Each line in the entries below that holds the string "CandidateTally" is to be listed.

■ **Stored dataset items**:

---

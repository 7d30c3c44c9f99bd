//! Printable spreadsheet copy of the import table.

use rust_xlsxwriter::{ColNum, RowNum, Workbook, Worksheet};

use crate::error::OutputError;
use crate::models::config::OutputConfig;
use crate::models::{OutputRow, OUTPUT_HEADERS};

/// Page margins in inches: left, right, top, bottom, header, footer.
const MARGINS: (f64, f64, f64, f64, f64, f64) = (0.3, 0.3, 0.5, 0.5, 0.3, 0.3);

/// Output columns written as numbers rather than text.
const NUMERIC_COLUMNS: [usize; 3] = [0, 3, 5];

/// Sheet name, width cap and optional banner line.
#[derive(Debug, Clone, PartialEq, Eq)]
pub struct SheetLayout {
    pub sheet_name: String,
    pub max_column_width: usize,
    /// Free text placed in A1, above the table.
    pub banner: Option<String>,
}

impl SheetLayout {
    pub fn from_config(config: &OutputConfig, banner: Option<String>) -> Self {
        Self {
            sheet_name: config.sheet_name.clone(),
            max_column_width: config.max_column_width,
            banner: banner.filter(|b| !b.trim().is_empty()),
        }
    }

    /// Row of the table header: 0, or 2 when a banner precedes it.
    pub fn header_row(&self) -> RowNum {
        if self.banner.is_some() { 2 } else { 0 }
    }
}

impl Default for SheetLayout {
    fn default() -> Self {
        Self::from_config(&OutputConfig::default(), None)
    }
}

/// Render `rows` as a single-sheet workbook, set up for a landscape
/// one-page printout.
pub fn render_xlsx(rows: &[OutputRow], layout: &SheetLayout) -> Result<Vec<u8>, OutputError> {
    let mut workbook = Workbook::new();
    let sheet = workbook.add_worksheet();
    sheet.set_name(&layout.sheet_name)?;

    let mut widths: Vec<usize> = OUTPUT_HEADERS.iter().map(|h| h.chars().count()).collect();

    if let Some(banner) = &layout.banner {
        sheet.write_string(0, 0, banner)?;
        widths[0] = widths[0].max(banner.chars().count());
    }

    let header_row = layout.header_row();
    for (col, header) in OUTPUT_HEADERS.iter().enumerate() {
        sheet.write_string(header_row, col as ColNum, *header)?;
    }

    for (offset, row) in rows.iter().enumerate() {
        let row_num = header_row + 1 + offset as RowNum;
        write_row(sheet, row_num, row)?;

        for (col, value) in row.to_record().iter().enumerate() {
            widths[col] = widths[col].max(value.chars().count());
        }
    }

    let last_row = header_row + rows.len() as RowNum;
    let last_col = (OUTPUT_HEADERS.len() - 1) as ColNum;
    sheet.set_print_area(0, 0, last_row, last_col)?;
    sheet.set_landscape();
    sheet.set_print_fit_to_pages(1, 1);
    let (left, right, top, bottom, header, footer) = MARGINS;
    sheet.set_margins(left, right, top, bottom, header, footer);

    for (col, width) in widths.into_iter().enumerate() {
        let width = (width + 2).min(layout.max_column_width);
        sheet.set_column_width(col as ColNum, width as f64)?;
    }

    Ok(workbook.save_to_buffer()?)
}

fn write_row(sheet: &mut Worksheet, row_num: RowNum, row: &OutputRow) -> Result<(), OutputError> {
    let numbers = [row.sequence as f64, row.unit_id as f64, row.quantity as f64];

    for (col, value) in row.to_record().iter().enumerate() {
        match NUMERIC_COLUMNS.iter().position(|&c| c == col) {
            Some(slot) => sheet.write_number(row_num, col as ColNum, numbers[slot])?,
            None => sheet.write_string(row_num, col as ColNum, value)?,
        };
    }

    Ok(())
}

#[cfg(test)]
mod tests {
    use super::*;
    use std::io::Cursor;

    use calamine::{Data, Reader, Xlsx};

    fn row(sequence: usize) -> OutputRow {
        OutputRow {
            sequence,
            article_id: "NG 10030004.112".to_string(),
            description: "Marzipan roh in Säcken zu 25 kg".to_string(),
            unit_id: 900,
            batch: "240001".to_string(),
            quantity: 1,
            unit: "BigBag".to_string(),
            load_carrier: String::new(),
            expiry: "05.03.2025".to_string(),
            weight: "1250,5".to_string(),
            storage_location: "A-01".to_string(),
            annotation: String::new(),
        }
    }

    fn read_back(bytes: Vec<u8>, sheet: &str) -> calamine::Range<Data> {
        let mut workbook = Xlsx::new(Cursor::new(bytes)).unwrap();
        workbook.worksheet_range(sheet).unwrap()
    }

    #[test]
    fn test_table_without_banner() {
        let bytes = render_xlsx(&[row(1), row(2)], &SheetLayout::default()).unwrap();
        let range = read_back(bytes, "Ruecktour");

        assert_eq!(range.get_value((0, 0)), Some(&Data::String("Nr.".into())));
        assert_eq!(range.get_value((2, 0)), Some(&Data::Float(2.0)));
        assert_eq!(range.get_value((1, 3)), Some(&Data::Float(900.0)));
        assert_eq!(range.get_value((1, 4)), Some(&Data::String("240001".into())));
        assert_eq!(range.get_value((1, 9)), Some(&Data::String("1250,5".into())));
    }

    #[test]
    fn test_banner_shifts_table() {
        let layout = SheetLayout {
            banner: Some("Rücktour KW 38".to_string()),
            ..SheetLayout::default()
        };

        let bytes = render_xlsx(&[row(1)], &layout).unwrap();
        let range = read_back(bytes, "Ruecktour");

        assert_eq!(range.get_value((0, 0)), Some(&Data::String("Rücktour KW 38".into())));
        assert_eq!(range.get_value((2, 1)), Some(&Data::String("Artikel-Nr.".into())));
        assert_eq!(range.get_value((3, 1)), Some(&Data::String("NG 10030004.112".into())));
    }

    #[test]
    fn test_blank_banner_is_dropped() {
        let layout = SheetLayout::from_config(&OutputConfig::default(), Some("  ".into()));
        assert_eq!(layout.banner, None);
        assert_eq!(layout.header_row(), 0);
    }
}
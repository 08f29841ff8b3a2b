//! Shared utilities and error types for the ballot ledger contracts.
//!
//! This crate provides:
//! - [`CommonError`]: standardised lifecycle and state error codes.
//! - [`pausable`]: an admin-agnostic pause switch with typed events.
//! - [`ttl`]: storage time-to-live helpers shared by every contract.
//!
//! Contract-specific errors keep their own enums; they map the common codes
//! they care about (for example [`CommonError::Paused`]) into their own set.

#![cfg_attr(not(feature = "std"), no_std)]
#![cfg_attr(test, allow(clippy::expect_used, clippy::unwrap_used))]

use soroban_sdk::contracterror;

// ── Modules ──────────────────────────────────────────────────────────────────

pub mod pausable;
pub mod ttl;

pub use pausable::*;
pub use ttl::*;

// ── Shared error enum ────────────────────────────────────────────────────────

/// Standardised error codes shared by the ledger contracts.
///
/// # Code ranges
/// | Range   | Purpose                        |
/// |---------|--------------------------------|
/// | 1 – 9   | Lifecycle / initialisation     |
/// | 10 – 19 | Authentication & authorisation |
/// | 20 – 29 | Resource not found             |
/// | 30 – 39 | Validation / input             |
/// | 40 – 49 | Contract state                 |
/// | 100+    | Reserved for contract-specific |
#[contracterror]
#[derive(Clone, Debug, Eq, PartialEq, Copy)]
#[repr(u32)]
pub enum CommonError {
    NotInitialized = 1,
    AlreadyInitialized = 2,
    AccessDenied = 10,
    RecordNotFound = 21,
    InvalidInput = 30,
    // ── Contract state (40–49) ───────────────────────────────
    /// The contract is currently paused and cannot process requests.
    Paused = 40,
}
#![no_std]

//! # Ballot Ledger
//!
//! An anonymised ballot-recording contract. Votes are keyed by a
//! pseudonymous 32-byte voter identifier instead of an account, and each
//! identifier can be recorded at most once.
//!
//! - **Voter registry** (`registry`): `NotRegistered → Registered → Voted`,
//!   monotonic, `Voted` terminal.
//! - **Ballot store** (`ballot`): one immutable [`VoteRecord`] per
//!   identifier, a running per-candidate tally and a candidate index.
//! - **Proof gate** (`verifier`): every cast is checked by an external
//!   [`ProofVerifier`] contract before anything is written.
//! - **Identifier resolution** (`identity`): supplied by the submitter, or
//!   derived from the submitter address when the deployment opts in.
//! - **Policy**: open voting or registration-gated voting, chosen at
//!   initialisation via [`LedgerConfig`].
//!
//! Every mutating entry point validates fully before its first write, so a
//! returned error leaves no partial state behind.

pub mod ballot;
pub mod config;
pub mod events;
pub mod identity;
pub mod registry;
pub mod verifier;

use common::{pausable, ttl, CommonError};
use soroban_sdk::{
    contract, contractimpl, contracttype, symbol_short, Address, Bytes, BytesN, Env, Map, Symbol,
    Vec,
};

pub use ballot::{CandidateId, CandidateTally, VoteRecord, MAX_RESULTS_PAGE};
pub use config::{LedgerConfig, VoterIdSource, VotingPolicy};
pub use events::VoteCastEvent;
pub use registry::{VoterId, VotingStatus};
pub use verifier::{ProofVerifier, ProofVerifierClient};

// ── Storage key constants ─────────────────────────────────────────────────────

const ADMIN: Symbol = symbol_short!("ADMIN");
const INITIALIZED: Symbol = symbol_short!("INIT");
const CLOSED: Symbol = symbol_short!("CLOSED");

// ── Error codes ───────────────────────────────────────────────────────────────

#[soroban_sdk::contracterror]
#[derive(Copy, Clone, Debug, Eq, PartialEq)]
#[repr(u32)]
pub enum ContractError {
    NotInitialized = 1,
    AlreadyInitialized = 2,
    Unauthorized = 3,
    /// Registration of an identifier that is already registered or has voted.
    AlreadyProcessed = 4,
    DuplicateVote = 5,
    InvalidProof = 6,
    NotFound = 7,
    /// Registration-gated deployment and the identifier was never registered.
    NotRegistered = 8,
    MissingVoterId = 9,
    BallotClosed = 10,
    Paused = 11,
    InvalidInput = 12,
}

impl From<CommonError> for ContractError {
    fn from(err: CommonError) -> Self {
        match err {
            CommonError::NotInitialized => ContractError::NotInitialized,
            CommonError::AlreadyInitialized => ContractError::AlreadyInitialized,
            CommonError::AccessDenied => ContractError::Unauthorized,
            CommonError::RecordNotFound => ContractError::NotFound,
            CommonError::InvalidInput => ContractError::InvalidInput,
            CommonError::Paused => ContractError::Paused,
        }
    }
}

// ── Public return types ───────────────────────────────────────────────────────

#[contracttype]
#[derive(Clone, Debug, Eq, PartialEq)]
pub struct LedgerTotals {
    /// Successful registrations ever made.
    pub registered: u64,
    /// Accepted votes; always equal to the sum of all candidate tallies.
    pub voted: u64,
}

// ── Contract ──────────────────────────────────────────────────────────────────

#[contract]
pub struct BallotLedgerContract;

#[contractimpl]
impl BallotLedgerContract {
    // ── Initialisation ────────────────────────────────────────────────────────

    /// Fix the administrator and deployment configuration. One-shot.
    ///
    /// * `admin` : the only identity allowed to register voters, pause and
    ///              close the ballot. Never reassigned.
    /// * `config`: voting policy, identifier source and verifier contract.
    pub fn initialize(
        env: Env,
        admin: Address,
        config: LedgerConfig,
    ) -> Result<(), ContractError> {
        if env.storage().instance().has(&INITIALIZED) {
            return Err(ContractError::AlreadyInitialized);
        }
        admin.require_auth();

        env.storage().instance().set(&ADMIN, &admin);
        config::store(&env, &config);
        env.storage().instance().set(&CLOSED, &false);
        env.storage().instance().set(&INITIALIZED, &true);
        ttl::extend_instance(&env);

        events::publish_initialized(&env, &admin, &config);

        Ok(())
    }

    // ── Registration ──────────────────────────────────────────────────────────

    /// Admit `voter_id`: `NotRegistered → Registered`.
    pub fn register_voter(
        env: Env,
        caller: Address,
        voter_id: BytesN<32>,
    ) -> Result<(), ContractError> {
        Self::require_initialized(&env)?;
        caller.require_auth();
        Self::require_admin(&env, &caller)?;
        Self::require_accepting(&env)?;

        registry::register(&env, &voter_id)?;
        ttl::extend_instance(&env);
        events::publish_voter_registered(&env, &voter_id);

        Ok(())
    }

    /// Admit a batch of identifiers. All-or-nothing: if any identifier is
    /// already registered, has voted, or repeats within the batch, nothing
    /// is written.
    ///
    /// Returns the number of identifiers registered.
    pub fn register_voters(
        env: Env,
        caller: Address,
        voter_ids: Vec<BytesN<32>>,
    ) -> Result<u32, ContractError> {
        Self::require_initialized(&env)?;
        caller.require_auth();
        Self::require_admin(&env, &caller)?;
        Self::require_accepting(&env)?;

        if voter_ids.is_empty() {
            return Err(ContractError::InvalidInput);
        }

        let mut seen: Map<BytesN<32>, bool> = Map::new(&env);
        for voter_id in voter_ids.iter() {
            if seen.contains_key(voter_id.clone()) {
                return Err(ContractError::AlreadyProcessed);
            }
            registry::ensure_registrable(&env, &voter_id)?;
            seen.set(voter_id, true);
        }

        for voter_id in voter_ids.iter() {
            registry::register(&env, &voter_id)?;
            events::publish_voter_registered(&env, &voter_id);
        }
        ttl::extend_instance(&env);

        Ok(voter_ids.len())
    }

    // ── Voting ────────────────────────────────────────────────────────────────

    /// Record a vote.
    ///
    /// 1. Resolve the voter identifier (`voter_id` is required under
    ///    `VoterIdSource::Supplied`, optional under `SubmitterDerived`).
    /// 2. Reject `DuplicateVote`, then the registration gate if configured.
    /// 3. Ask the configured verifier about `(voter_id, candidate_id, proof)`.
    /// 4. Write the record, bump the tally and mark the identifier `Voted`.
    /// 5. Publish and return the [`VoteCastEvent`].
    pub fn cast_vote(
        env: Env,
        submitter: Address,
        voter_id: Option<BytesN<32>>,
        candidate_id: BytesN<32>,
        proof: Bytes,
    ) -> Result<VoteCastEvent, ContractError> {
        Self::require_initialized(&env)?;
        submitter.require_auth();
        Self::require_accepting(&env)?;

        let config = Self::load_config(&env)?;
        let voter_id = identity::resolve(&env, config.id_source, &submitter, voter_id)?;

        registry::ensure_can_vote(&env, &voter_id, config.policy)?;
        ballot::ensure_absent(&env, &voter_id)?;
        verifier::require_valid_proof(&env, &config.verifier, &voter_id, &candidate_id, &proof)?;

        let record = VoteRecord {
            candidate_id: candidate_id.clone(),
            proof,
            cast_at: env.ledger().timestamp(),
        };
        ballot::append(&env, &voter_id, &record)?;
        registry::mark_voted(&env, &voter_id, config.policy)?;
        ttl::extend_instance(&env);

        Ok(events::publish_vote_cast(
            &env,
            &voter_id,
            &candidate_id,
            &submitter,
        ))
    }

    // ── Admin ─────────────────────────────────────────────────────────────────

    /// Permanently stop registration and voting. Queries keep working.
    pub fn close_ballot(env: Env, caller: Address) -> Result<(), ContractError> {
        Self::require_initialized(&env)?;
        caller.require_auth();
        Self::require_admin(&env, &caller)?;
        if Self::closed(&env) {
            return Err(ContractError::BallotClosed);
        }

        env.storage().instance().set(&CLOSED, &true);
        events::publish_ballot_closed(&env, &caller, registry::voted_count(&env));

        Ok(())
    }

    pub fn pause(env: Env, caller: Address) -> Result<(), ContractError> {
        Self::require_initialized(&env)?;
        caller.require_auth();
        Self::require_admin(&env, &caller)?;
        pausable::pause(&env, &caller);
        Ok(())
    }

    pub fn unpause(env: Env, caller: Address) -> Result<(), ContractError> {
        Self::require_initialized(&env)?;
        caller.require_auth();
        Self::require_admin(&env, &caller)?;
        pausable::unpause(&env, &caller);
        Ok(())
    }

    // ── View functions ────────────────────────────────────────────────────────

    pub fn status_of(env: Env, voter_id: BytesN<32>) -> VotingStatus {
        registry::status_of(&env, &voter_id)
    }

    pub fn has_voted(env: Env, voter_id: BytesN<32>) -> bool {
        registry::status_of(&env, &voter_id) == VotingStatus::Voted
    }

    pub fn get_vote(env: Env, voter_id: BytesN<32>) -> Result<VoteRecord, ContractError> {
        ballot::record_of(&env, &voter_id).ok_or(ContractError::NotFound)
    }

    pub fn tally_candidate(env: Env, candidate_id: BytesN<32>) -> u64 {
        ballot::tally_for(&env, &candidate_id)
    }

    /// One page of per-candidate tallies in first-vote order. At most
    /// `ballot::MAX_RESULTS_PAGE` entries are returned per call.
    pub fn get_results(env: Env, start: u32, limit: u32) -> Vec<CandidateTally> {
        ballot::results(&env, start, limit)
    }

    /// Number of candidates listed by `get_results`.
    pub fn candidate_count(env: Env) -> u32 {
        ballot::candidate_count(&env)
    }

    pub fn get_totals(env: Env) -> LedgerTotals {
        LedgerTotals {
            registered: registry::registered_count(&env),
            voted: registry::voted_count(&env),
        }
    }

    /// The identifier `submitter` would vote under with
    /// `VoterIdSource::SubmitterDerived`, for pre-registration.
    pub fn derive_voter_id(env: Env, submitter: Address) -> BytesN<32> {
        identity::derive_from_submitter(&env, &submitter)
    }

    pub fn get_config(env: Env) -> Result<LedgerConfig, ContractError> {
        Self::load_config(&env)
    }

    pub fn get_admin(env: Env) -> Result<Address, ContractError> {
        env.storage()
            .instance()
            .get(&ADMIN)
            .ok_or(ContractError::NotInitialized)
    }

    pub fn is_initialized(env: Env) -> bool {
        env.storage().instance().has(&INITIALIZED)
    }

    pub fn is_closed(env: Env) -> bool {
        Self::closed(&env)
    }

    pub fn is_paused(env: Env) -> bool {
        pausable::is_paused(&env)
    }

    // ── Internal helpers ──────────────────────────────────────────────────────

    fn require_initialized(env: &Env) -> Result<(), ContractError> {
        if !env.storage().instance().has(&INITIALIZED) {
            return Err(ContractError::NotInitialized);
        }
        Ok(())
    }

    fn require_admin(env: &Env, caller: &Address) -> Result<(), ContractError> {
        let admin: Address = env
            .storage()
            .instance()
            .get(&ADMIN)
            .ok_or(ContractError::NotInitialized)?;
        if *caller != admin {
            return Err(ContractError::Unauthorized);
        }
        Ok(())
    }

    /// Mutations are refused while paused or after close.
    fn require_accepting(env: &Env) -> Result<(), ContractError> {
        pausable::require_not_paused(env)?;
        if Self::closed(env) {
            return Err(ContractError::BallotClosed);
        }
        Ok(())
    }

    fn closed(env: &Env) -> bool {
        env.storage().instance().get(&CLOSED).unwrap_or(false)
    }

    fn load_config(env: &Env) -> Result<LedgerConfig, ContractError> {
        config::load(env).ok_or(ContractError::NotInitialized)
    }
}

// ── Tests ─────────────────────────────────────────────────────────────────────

---

■ **Task answer**:
pub use ballot::{CandidateId, CandidateTally, VoteRecord, MAX_RESULTS_PAGE};
    pub fn get_results(env: Env, start: u32, limit: u32) -> Vec<CandidateTally> {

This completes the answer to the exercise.